> _Required action_:
Say how many lines below hold the word "parsed"; give the number by itself.

──────

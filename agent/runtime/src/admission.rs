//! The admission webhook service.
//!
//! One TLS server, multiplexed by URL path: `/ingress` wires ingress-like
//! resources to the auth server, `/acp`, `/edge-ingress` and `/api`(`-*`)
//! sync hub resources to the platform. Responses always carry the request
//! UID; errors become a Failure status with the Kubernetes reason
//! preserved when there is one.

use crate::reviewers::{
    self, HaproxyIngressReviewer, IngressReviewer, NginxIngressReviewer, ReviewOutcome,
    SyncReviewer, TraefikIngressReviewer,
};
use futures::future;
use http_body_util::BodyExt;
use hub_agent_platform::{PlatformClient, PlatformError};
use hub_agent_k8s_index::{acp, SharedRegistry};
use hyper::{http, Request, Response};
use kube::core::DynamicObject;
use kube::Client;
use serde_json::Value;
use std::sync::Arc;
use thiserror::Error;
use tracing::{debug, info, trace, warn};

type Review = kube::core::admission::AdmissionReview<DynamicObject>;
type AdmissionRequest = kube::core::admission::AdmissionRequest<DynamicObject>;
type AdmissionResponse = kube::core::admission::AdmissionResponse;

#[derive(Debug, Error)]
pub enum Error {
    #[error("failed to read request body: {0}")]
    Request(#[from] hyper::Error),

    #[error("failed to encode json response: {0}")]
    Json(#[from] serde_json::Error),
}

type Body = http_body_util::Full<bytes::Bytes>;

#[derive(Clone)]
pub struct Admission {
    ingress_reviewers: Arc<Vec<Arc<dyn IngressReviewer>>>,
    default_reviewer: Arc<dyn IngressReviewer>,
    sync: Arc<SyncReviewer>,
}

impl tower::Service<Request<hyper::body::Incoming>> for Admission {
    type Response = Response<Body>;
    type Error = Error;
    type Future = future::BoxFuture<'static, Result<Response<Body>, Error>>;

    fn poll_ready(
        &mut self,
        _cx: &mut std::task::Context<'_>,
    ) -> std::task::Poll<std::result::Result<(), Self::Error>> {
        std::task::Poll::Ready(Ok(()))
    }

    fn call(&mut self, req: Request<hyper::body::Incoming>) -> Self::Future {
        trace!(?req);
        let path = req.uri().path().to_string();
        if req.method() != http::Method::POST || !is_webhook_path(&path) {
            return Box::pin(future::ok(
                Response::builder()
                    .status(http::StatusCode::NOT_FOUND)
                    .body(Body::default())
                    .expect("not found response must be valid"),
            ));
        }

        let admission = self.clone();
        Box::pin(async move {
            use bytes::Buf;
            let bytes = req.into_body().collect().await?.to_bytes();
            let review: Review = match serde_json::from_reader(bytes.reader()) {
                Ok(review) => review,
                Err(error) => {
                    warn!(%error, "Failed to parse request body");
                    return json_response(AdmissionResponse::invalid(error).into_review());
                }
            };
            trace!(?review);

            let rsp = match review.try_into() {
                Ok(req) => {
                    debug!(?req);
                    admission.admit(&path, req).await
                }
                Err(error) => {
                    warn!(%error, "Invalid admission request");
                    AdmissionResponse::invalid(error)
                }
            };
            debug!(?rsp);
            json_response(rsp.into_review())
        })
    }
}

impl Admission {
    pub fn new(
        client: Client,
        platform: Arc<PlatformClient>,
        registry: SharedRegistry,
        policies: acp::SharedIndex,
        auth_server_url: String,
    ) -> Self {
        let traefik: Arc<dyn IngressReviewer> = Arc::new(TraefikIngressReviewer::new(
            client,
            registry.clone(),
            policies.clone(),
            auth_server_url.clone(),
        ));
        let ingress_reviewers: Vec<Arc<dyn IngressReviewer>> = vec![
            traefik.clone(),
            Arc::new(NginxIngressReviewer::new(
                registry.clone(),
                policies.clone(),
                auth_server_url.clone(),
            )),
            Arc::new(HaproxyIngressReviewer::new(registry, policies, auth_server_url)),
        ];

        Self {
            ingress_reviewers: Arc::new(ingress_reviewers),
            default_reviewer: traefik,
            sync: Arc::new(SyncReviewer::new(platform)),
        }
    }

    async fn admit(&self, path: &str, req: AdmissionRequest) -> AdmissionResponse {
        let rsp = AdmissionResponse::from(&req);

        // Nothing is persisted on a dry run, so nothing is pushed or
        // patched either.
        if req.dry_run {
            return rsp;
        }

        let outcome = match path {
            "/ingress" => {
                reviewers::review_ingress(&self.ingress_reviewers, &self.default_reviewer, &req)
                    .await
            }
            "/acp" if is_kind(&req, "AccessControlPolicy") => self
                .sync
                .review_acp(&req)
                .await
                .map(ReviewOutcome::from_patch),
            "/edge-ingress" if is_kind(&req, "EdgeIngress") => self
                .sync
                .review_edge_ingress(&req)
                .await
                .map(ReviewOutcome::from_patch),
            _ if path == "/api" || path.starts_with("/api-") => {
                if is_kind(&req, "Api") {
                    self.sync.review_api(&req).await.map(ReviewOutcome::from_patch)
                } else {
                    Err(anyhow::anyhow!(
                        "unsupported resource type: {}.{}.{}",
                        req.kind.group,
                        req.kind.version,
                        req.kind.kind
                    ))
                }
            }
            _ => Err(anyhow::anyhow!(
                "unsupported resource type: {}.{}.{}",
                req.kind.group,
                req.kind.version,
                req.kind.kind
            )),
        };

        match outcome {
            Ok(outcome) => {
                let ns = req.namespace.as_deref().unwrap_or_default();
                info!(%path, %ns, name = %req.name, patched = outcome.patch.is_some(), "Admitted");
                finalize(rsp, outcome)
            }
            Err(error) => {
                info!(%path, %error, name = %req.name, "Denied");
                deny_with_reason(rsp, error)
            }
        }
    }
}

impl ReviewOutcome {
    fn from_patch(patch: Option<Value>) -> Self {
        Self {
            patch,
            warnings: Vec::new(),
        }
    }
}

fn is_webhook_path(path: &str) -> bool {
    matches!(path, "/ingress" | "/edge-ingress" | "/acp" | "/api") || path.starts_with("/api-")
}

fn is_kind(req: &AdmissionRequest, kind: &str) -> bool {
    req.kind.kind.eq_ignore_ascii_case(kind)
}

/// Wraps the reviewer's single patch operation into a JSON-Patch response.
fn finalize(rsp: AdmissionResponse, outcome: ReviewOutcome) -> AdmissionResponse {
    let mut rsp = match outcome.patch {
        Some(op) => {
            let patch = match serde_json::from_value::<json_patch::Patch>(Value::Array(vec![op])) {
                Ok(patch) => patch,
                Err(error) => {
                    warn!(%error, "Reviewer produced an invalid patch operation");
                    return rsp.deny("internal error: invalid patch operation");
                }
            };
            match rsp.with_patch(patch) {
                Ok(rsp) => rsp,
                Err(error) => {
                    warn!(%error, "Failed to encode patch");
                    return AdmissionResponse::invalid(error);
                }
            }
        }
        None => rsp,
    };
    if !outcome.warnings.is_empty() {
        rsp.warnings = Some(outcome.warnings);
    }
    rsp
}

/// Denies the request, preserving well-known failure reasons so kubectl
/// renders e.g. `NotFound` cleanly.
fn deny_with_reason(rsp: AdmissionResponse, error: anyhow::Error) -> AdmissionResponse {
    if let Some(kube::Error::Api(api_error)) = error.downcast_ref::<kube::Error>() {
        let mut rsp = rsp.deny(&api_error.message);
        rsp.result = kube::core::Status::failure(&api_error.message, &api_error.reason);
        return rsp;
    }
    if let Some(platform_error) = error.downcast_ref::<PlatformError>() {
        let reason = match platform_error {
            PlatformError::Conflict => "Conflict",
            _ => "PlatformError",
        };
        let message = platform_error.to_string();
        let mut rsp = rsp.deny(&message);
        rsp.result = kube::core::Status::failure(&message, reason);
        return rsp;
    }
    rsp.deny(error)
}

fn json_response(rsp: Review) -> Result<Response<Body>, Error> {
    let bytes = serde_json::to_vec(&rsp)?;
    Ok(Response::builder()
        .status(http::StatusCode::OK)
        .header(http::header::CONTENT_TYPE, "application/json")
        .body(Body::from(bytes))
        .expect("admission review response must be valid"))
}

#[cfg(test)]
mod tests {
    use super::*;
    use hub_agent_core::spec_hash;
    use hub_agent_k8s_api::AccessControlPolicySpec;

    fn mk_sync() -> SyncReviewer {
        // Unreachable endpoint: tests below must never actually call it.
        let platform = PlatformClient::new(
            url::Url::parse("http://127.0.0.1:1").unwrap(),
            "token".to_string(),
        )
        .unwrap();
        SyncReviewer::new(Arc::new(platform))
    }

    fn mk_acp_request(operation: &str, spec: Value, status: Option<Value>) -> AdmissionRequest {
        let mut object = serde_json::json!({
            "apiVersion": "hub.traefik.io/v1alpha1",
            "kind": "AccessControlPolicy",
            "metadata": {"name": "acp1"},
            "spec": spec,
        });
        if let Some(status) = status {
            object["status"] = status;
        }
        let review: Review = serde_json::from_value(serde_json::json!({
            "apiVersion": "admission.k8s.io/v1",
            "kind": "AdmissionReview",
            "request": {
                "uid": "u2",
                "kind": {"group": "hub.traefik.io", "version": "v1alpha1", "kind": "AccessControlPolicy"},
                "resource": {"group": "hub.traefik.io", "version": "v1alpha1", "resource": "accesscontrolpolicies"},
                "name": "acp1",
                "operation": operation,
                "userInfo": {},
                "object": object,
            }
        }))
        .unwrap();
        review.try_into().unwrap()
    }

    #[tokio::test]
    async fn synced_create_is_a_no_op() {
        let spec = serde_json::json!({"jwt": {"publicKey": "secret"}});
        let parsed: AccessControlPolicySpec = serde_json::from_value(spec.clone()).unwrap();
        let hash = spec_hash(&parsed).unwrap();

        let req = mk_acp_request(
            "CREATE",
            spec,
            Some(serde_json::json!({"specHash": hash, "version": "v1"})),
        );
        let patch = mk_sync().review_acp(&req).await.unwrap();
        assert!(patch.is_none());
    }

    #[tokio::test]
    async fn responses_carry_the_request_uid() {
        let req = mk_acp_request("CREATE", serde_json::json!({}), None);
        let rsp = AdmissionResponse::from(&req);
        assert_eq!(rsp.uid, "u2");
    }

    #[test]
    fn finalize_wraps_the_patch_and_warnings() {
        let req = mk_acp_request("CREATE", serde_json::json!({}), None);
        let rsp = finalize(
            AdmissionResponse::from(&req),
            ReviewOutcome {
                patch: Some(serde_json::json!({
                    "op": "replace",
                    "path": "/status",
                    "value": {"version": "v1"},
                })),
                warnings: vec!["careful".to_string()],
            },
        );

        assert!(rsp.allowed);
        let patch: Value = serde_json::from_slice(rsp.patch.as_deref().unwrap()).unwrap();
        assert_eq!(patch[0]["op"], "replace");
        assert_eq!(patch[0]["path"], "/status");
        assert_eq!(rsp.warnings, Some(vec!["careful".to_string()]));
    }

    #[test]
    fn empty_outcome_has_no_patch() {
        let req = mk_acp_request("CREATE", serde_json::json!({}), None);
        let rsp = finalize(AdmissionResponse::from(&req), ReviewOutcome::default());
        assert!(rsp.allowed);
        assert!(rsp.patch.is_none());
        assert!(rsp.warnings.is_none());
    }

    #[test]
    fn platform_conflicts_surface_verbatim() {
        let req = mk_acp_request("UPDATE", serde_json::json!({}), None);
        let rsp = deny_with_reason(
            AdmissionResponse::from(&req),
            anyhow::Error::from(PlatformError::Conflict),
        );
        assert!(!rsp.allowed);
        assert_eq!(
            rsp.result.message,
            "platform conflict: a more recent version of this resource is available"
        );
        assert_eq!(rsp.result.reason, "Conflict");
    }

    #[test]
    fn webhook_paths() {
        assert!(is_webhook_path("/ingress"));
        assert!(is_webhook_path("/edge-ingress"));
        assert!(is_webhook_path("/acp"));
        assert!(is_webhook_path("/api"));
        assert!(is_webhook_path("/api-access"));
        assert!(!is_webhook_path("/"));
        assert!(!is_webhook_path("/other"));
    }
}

──────

> _Answer for this exercise_:
2